I went into Glass as a very big fan of Split but not as much of Unbreakable. I thought Unbreakable had an interesting concept but with a flawed execution that dragged from slow paced into boring. By contrast, Split kept me on the edge of my seat. The performances were excellent, the pace quick, and the mysteries behind each character were intriguing. Unfortunately, Glass does not take after Split in any of those regards. At this point in the film series, we know that it’s a superhero movie. We know who all are main players are and the trailer has told us to expect the Final Battle. Yet for more than an hour of this movie, we are told that “superheroes don’t exist”, “everything you’ve seen can be explained by science”, and essentially that we’re all participating in a mass delusion. There’s absolutely nothing riveting about being told over and over again that the sky isn’t blue only to go “SURPRISE. IT IS BLUE!”. Yes. I knew that.

Universal

There’s a big reveal about Sarah Paulson’s character towards the end of the movie but because it is the literal end of the film, there isn’t really much you can do with that information. This movie leaves you with a lot of “now what?” moments. If this is the final movie in the series, then all these new Shyamalan brand twists are just plot threads being left to go nowhere. The ending of this movie also reeked of something that was written in 2000. No spoilers, but it involves information being leaked on to the internet that would’ve been shocking before the age of photoshop and video editing but is decidedly less so now.

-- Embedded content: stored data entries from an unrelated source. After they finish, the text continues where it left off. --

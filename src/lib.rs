pub mod balance;
pub mod catalog;
pub mod error;
pub mod exchange;
pub mod merchant;
pub mod schemas;

pub use balance::compute_balances;
pub use error::{DirectoryError, SplitError};
pub use exchange::{get_fair_split, get_settlements};
pub use merchant::{MerchantDirectory, TrieNode};
pub use schemas::{ExpenseEvent, FairSplit, Settlement, SettlementMetrics, UserBalance};
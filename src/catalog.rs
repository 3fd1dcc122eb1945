//! Seed catalog used to bootstrap an empty merchant directory.

pub const MERCHANT_CATEGORIES: &[(&str, &[&str])] = &[
    (
        "Restaurants",
        &[
            "McDonald's",
            "Starbucks",
            "Subway",
            "Pizza Hut",
            "KFC",
            "Burger King",
            "Domino's Pizza",
            "Taco Bell",
            "Chipotle",
            "Panera Bread",
        ],
    ),
    (
        "Grocery",
        &[
            "Walmart",
            "Target",
            "Kroger",
            "Safeway",
            "Whole Foods",
            "Costco",
            "Sam's Club",
            "Trader Joe's",
            "Aldi",
            "Publix",
        ],
    ),
    (
        "Gas Stations",
        &[
            "Shell", "Exxon", "BP", "Chevron", "Mobil", "Texaco", "76", "Arco", "Citgo", "Sunoco",
        ],
    ),
    (
        "Entertainment",
        &[
            "Netflix",
            "Spotify",
            "Amazon Prime",
            "Disney+",
            "Hulu",
            "Apple Music",
            "YouTube Premium",
            "HBO Max",
            "Paramount+",
        ],
    ),
    (
        "Transportation",
        &[
            "Uber",
            "Lyft",
            "Metro",
            "Bus Pass",
            "Parking Meter",
            "Gas Station",
            "Car Wash",
            "Auto Repair",
        ],
    ),
];

pub fn merchants() -> impl Iterator<Item = &'static str> {
    MERCHANT_CATEGORIES
        .iter()
        .flat_map(|(_, merchants)| merchants.iter().copied())
}

pub fn category_of(merchant: &str) -> Option<&'static str> {
    MERCHANT_CATEGORIES
        .iter()
        .find(|(_, merchants)| merchants.contains(&merchant))
        .map(|(category, _)| *category)
}
//! # CLI Interface
//!
//! Command-line surface of the `fairsplit` binary, built with `clap` derive.
//! Every option that configures the process can also be set through a
//! `FAIRSPLIT_*` environment variable.

use clap::{Parser, Subcommand};
use fairsplit::merchant::DEFAULT_SEARCH_LIMIT;
use std::path::PathBuf;
use std::time::Duration;

use crate::logging::LogFormat;
use crate::snapshot::{SnapshotStore, STALE_LOCK_AFTER};

/// Fair expense splitting and merchant autocomplete.
#[derive(Parser, Debug)]
#[command(
    name = "fairsplit",
    about = "Group expense settlement and merchant autocomplete",
    version,
    propagate_version = true
)]
pub struct FairSplitCli {
    /// Default log filter when `RUST_LOG` is not set.
    #[arg(long, env = "FAIRSPLIT_LOG", default_value = "info", global = true)]
    pub log_level: String,

    /// Log output format.
    #[arg(
        long,
        env = "FAIRSPLIT_LOG_FORMAT",
        value_enum,
        default_value_t = LogFormat::Pretty,
        global = true
    )]
    pub log_format: LogFormat,

    #[command(subcommand)]
    pub command: Commands,
}

#[derive(Subcommand, Debug)]
pub enum Commands {
    /// Compute balances and a settlement plan from a JSON file of expense events.
    Split(SplitArgs),
    /// Suggest merchants starting with a prefix.
    Autocomplete(AutocompleteArgs),
    /// Add a merchant to the cached directory.
    AddMerchant(AddMerchantArgs),
    /// Write a freshly seeded directory snapshot.
    Seed(SeedArgs),
}

#[derive(Parser, Debug)]
pub struct SplitArgs {
    /// JSON array of `{ userId, userName, amount }` events.
    #[arg(long, short = 'e')]
    pub events: PathBuf,

    /// Number of members in the group, including those who paid nothing.
    #[arg(long, short = 'm')]
    pub members: usize,
}

#[derive(Parser, Debug)]
pub struct SnapshotArgs {
    /// Path of the serialized merchant directory.
    #[arg(long, short = 's', env = "FAIRSPLIT_SNAPSHOT", default_value = "merchants.json")]
    pub snapshot: PathBuf,

    /// Seconds after which a leftover snapshot lock is considered abandoned.
    #[arg(long, env = "FAIRSPLIT_STALE_LOCK_SECS", default_value_t = STALE_LOCK_AFTER.as_secs())]
    pub stale_lock_secs: u64,
}

impl SnapshotArgs {
    pub fn open(&self) -> SnapshotStore {
        SnapshotStore::new(&self.snapshot)
            .with_stale_lock_after(Duration::from_secs(self.stale_lock_secs))
    }
}

#[derive(Parser, Debug)]
pub struct AutocompleteArgs {
    /// Prefix typed by the user.
    pub query: String,

    /// Maximum number of suggestions.
    #[arg(long, short = 'l', default_value_t = DEFAULT_SEARCH_LIMIT)]
    pub limit: usize,

    #[command(flatten)]
    pub store: SnapshotArgs,
}

#[derive(Parser, Debug)]
pub struct AddMerchantArgs {
    /// Merchant name, stored with its original casing.
    pub name: String,

    #[command(flatten)]
    pub store: SnapshotArgs,
}

#[derive(Parser, Debug)]
pub struct SeedArgs {
    /// Replace an existing snapshot.
    #[arg(long)]
    pub force: bool,

    #[command(flatten)]
    pub store: SnapshotArgs,
}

The performances are as good as I expected (or as robotic as I expected in Bruce Willis’ case) but the actors really just made the most of what they were given considering the lack of character arc for most of them. Bruce Willis is stoic to a fault, David Dunn appearing to be exactly the same as he was in the first film with no evidence of 19 years of growth as a person and as a hero. Joseph Dunn is all grown up and working as his father’s Man in the Chair, shouting helpful sounding things into an ear piece, but absolutely no other information about him is given. His entire existence seems to be based around his father; the doe-eyed worship cute in a 10 year old but a bit sad in a grown man. James McAvoy is as excellent as he was in Split (and I was weirdly happy to see Patricia again- like she was a long lost insane relative), but again we didn’t get to see much growth from any of his assorted characters except perhaps Kevin who spent a bit more time in the light this go around. There’s a very interesting subplot of the Horde beginning to lose faith in the Religion of the Beast but it isn’t really given time to develop into anything extraordinary. Instead that time is wasted on pushing James McAvoy into doing so many different identities it just becomes gimmicky. We see each new identity for probably less than a minute, clearly just to make a cool montage than do anything useful in the story.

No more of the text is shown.